Since cybercriminals are already exploiting vulnerabilities in attacks, delay in installing patches can put corporate networks at risk of cyber attacks, including using extortionate software. In this regard, CISA has obliged organizations to apply all available fixes for the 15 vulnerabilities presented below by April 5, 2022. All of them were discovered and corrected in the period from 2015 to 2020.
CVE-2020-5135 – buffer overflow in SonicWall SonicOS;
CVE-2019-1405 – privilege escalation in Microsoft Windows UPnP Service;
CVE-2019-1322 – privilege escalation in Microsoft Windows;
CVE-2019-1315 – privilege escalation in Microsoft Windows Error Reporting Manager;
CVE-2019-1253 – privilege escalation in Microsoft Windows AppX Deployment Server;
CVE-2019-1129 – privilege escalation in Microsoft Windows AppXSVC;
CVE-2019-1069 – privilege escalation in Microsoft Task Scheduler;
CVE-2019-1064 – privilege escalation in Microsoft Windows AppXSVC;
CVE-2019-0841 – privilege escalation in Microsoft Windows AppXSVC;
CVE-2019-0543 – privilege escalation in Microsoft Windows;
CVE-2018-8120 – privilege escalation in Microsoft Win32k;
CVE-2017-0101 – privilege escalation in Microsoft Windows Transaction Manager;
CVE-2016-3309 – privilege escalation in the Microsoft Windows kernel;
CVE-2015-2546 – memory corruption in Microsoft Win32k;
CVE-2019-1132 – privilege escalation in Microsoft Win32k.

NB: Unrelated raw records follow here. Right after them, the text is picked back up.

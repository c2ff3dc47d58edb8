//! Board geometry defaults and search parameters.

// =============================================================================
// Board Geometry
// =============================================================================

/// Default board size (NxN).
pub const BOARD_SIZE: usize = 10;

/// Number of identical stones in a line needed to win.
pub const WIN_LENGTH: usize = 5;

/// Offsets (row, col) to the 8 king-move neighbours of a cell.
/// Order: N, S, W, E, NW, NE, SW, SE
pub const NEIGHBORS: [(isize, isize); 8] = [
    (-1, 0),
    (1, 0),
    (0, -1),
    (0, 1),
    (-1, -1),
    (-1, 1),
    (1, -1),
    (1, 1),
];

/// The four line axes checked for a win: horizontal, vertical and both diagonals.
pub const AXES: [(isize, isize); 4] = [(0, 1), (1, 0), (1, 1), (1, -1)];

// =============================================================================
// MCTS Parameters
// =============================================================================

/// Default number of search iterations per move.
pub const N_ITERATIONS: usize = 10_000;

/// UCT exploration constant.
pub const EXPLORATION_WEIGHT: f64 = 1.4;

/// Progress report period (number of iterations between debug reports).
pub const REPORT_PERIOD: usize = 1_000;
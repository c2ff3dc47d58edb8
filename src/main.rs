//! Gomoku-MCTS: play five-in-a-row against a Monte Carlo Tree Search engine.
//!
//! ## Usage
//!
//! - `gomoku-mcts` - Play a game (human is X and moves first)
//! - `gomoku-mcts play --engine-first` - Let the engine open
//! - `gomoku-mcts demo` - Run one search on a fixed position

use std::io;

use anyhow::Result;
use clap::{Args, Parser, Subcommand};
use flexi_logger::{Logger, opt_format};

use gomoku_mcts::board::{Board, Stone};
use gomoku_mcts::constants::{BOARD_SIZE, EXPLORATION_WEIGHT, N_ITERATIONS};
use gomoku_mcts::driver::Driver;
use gomoku_mcts::game::Game;
use gomoku_mcts::mcts::Mcts;

/// Gomoku-MCTS: five-in-a-row against an MCTS engine
#[derive(Parser)]
#[command(name = "gomoku-mcts")]
#[command(author, version, about, long_about = None)]
struct Cli {
    #[command(subcommand)]
    command: Option<Commands>,
}

#[derive(Subcommand)]
enum Commands {
    /// Play a game against the engine on the terminal
    Play(EngineArgs),
    /// Run a single search on a sample position and print the chosen move
    Demo(EngineArgs),
}

#[derive(Args, Clone)]
struct EngineArgs {
    /// Board size (NxN)
    #[arg(long, default_value_t = BOARD_SIZE)]
    size: usize,
    /// Search iterations per engine move
    #[arg(long, default_value_t = N_ITERATIONS)]
    iterations: usize,
    /// Seed for the engine's random playouts
    #[arg(long)]
    seed: Option<u64>,
    /// UCT exploration constant
    #[arg(long, default_value_t = EXPLORATION_WEIGHT)]
    exploration: f64,
    /// Let the engine make the first move
    #[arg(long)]
    engine_first: bool,
}

impl Default for EngineArgs {
    fn default() -> Self {
        Self {
            size: BOARD_SIZE,
            iterations: N_ITERATIONS,
            seed: None,
            exploration: EXPLORATION_WEIGHT,
            engine_first: false,
        }
    }
}

impl EngineArgs {
    fn engine(&self) -> Mcts {
        let engine = match self.seed {
            Some(seed) => Mcts::with_seed(Stone::White, seed),
            None => Mcts::new(Stone::White),
        };
        engine.with_exploration(self.exploration)
    }
}

fn main() -> Result<()> {
    let _logger = Logger::try_with_env_or_str("info")?
        .format(opt_format)
        .start()?;

    let cli = Cli::parse();

    match cli.command {
        Some(Commands::Play(args)) => run_game(&args),
        Some(Commands::Demo(args)) => run_demo(&args),
        None => run_game(&EngineArgs::default()),
    }
}

fn run_game(args: &EngineArgs) -> Result<()> {
    anyhow::ensure!(args.size > 0, "board size must be positive");

    let first = if args.engine_first {
        Stone::White
    } else {
        Stone::Black
    };
    let game = Game::new(args.size, first);
    let mut driver = Driver::new(game, args.engine(), args.iterations);
    driver.run(io::stdin().lock(), io::stdout())?;
    Ok(())
}

fn run_demo(args: &EngineArgs) -> Result<()> {
    anyhow::ensure!(args.size >= 5, "demo needs a board of at least 5x5");

    println!("Gomoku-MCTS: five-in-a-row MCTS engine\n");

    let mut board = Board::new(args.size);
    let c = args.size / 2;
    board.perform_move(c, c, Stone::Black);
    board.perform_move(c, c - 1, Stone::White);
    board.perform_move(c - 1, c, Stone::Black);
    println!("{board}");

    let mut engine = args.engine();
    println!("Running {} MCTS iterations...", args.iterations);
    match engine.choose_move(&board, args.iterations) {
        Some((row, col)) => {
            board.perform_move(row, col, engine.player());
            println!("Best move: {row}, {col}\n");
            println!("{board}");
        }
        None => println!("Game is already over"),
    }
    Ok(())
}
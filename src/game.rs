//! Game state for a two-player match: the board plus the side to move.

use crate::board::{Board, MoveError, Point, Stone};

/// Result of a game at a given moment.
#[derive(Copy, Clone, Debug, PartialEq, Eq)]
pub enum Outcome {
    InProgress,
    Win(Stone),
    Draw,
}

/// A match in progress.
#[derive(Clone, Debug)]
pub struct Game {
    board: Board,
    to_move: Stone,
}

impl Game {
    /// Start a game on an empty `size` x `size` board with `first` to move.
    pub fn new(size: usize, first: Stone) -> Self {
        assert!(first.is_player(), "first player must be Black or White");
        Self {
            board: Board::new(size),
            to_move: first,
        }
    }

    pub fn board(&self) -> &Board {
        &self.board
    }

    pub fn to_move(&self) -> Stone {
        self.to_move
    }

    /// Place a stone for the side to move. The turn passes only on success.
    pub fn play(&mut self, (row, col): Point) -> Result<(), MoveError> {
        self.board.try_play(row, col, self.to_move)?;
        self.to_move = self.to_move.opponent();
        Ok(())
    }

    pub fn outcome(&self) -> Outcome {
        match self.board.winner() {
            Stone::Empty if self.board.is_full() => Outcome::Draw,
            Stone::Empty => Outcome::InProgress,
            winner => Outcome::Win(winner),
        }
    }

    pub fn is_over(&self) -> bool {
        self.outcome() != Outcome::InProgress
    }
}
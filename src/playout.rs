//! Random playouts (game simulation) used to evaluate search leaves.
//!
//! Every stone placed during a playout belongs to the searching player: the
//! engine only ever simulates its own continuation, and the result is scored
//! against that same side in backpropagation.

use fastrand::Rng;

use crate::board::{Board, Point, Stone};

/// Pick a uniformly random move from `moves`.
#[inline]
pub fn random_move(moves: &[Point], rng: &mut Rng) -> Option<Point> {
    if moves.is_empty() {
        return None;
    }
    Some(moves[rng.usize(..moves.len())])
}

/// Play random legal moves for `player` on a copy of `board` until the game
/// ends, and return the winner (`Stone::Empty` on a draw).
///
/// A board with stones left to place but no adjacent candidate (only
/// possible when it is empty) ends the playout as it stands.
pub fn simulate(board: &Board, player: Stone, rng: &mut Rng) -> Stone {
    let mut state = board.copy();

    while !state.is_terminal() {
        let Some((row, col)) = random_move(&state.legal_moves(), rng) else {
            break;
        };
        state.perform_move(row, col, player);
    }

    state.winner()
}
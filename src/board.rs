//! Five-in-a-row board: grid state, move legality and win detection.
//!
//! Cells are stored row-major in a flat `Vec`. Stones are never removed once
//! placed, so a board only ever fills up.

use std::fmt;

use thiserror::Error;

use crate::constants::{AXES, BOARD_SIZE, NEIGHBORS, WIN_LENGTH};

/// Content of a single cell. `Black` and `White` are the two players.
#[derive(Copy, Clone, Debug, Default, PartialEq, Eq, Hash)]
pub enum Stone {
    #[default]
    Empty,
    /// First player (+1), drawn as `X`.
    Black,
    /// Second player (-1), drawn as `O`.
    White,
}

impl Stone {
    /// The other player. `Empty` maps to itself.
    pub fn opponent(self) -> Stone {
        match self {
            Stone::Empty => Stone::Empty,
            Stone::Black => Stone::White,
            Stone::White => Stone::Black,
        }
    }

    pub fn is_player(self) -> bool {
        self != Stone::Empty
    }

    fn symbol(self) -> char {
        match self {
            Stone::Empty => '.',
            Stone::Black => 'X',
            Stone::White => 'O',
        }
    }
}

impl fmt::Display for Stone {
    fn fmt(&self, f: &mut fmt::Formatter<'_>) -> fmt::Result {
        write!(f, "{}", self.symbol())
    }
}

/// A cell coordinate as (row, col).
pub type Point = (usize, usize);

/// Reason a placement was rejected.
#[derive(Debug, Clone, Copy, PartialEq, Eq, Error)]
pub enum MoveError {
    #[error("({row}, {col}) is off the board")]
    OutOfBounds { row: usize, col: usize },
    #[error("({row}, {col}) is already occupied")]
    Occupied { row: usize, col: usize },
    #[error("cannot place an empty stone")]
    EmptyStone,
}

#[derive(Clone, Debug, PartialEq, Eq)]
pub struct Board {
    size: usize,
    cells: Vec<Stone>,
    last_move: Option<Point>,
}

impl Default for Board {
    fn default() -> Self {
        Self::new(BOARD_SIZE)
    }
}

impl Board {
    /// Create an empty `size` x `size` board.
    pub fn new(size: usize) -> Self {
        assert!(size > 0, "board size must be positive");
        Self {
            size,
            cells: vec![Stone::Empty; size * size],
            last_move: None,
        }
    }

    pub fn size(&self) -> usize {
        self.size
    }

    /// The most recent placement, if any.
    pub fn last_move(&self) -> Option<Point> {
        self.last_move
    }

    #[inline]
    fn idx(&self, row: usize, col: usize) -> usize {
        row * self.size + col
    }

    /// Stone at (row, col), or `None` when off the board.
    pub fn get(&self, row: usize, col: usize) -> Option<Stone> {
        if row >= self.size || col >= self.size {
            return None;
        }
        Some(self.cells[self.idx(row, col)])
    }

    /// Signed lookup used when walking away from a cell.
    fn stone_at(&self, row: isize, col: isize) -> Option<Stone> {
        if row < 0 || col < 0 {
            return None;
        }
        self.get(row as usize, col as usize)
    }

    /// True iff (row, col) is on the board and empty.
    pub fn is_valid_move(&self, row: usize, col: usize) -> bool {
        self.get(row, col) == Some(Stone::Empty)
    }

    /// Every empty cell with at least one occupied king-move neighbour, in
    /// row-major order.
    ///
    /// An empty board yields no moves; callers must handle the opening move
    /// themselves (see [`Board::center`]).
    pub fn legal_moves(&self) -> Vec<Point> {
        let mut moves = Vec::new();
        for row in 0..self.size {
            for col in 0..self.size {
                if self.cells[self.idx(row, col)] == Stone::Empty && self.has_neighbor(row, col) {
                    moves.push((row, col));
                }
            }
        }
        moves
    }

    fn has_neighbor(&self, row: usize, col: usize) -> bool {
        NEIGHBORS.iter().any(|&(dr, dc)| {
            matches!(
                self.stone_at(row as isize + dr, col as isize + dc),
                Some(s) if s.is_player()
            )
        })
    }

    /// Place `stone` at (row, col), reporting why the placement was refused.
    pub fn try_play(&mut self, row: usize, col: usize, stone: Stone) -> Result<(), MoveError> {
        if !stone.is_player() {
            return Err(MoveError::EmptyStone);
        }
        match self.get(row, col) {
            None => Err(MoveError::OutOfBounds { row, col }),
            Some(Stone::Empty) => {
                let i = self.idx(row, col);
                self.cells[i] = stone;
                self.last_move = Some((row, col));
                Ok(())
            }
            Some(_) => Err(MoveError::Occupied { row, col }),
        }
    }

    /// Place `stone` at (row, col). Invalid placements are silently ignored.
    pub fn perform_move(&mut self, row: usize, col: usize, stone: Stone) {
        let _ = self.try_play(row, col, stone);
    }

    /// True when someone has five in a row or no empty cell is left.
    pub fn is_terminal(&self) -> bool {
        self.winner() != Stone::Empty || self.is_full()
    }

    /// Owner of the first (row-major) stone anchoring a winning line, or
    /// `Stone::Empty` if there is none.
    pub fn winner(&self) -> Stone {
        for row in 0..self.size {
            for col in 0..self.size {
                let stone = self.cells[self.idx(row, col)];
                if stone.is_player() && self.check_winner(row, col) {
                    return stone;
                }
            }
        }
        Stone::Empty
    }

    /// Does the stone at (row, col) sit on a line of at least `WIN_LENGTH`?
    fn check_winner(&self, row: usize, col: usize) -> bool {
        let player = self.cells[self.idx(row, col)];
        let (r, c) = (row as isize, col as isize);

        AXES.iter().any(|&(dr, dc)| {
            let forward = (1..WIN_LENGTH as isize)
                .take_while(|&i| self.stone_at(r + i * dr, c + i * dc) == Some(player))
                .count();
            let backward = (1..WIN_LENGTH as isize)
                .take_while(|&i| self.stone_at(r - i * dr, c - i * dc) == Some(player))
                .count();
            1 + forward + backward >= WIN_LENGTH
        })
    }

    /// Independent deep copy of the board.
    pub fn copy(&self) -> Board {
        self.clone()
    }

    pub fn stone_count(&self) -> usize {
        self.cells.iter().filter(|s| s.is_player()).count()
    }

    pub fn is_empty(&self) -> bool {
        self.stone_count() == 0
    }

    pub fn is_full(&self) -> bool {
        self.cells.iter().all(|s| s.is_player())
    }

    /// Centre cell, used for the opening move on an empty board.
    pub fn center(&self) -> Point {
        (self.size / 2, self.size / 2)
    }
}

impl fmt::Display for Board {
    fn fmt(&self, f: &mut fmt::Formatter<'_>) -> fmt::Result {
        // Width of the widest index, so every column lines up.
        let w = (self.size - 1).to_string().len();
        write!(f, "{:w$}", "")?;
        for col in 0..self.size {
            write!(f, " {col:>w$}")?;
        }
        writeln!(f)?;
        for row in 0..self.size {
            write!(f, "{row:>w$}")?;
            for col in 0..self.size {
                write!(f, " {:>w$}", self.cells[self.idx(row, col)].symbol())?;
            }
            writeln!(f)?;
        }
        Ok(())
    }
}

A PoC exploit is already available for the CVE-2019-0841 vulnerability, which hackers can use to attack.
The vulnerability CVE-2019-1069 was exploited by the Ryuk cyber-extortion group in April 2021 to increase privileges on the attacked systems in order to execute malicious code.
The vulnerability CVE-2019-1132 was exploited by the hacker group Buhtrap in attacks on government organizations in order to run malicious code in kernel mode.
The exploitation of the older CVE-2018-8120 was first recorded in May 2018, and the vulnerability still remains very valuable for hackers.
At the time of the discovery of the vulnerability CVE-2020-5135, it affected more than 800 thousand SonicWall VPN devices. Although the manufacturer released a fix, it later turned out that it fixed the problem incompletely. As a result, administrators had to install another patch, while the PoC exploit was already circulating in the hacker community.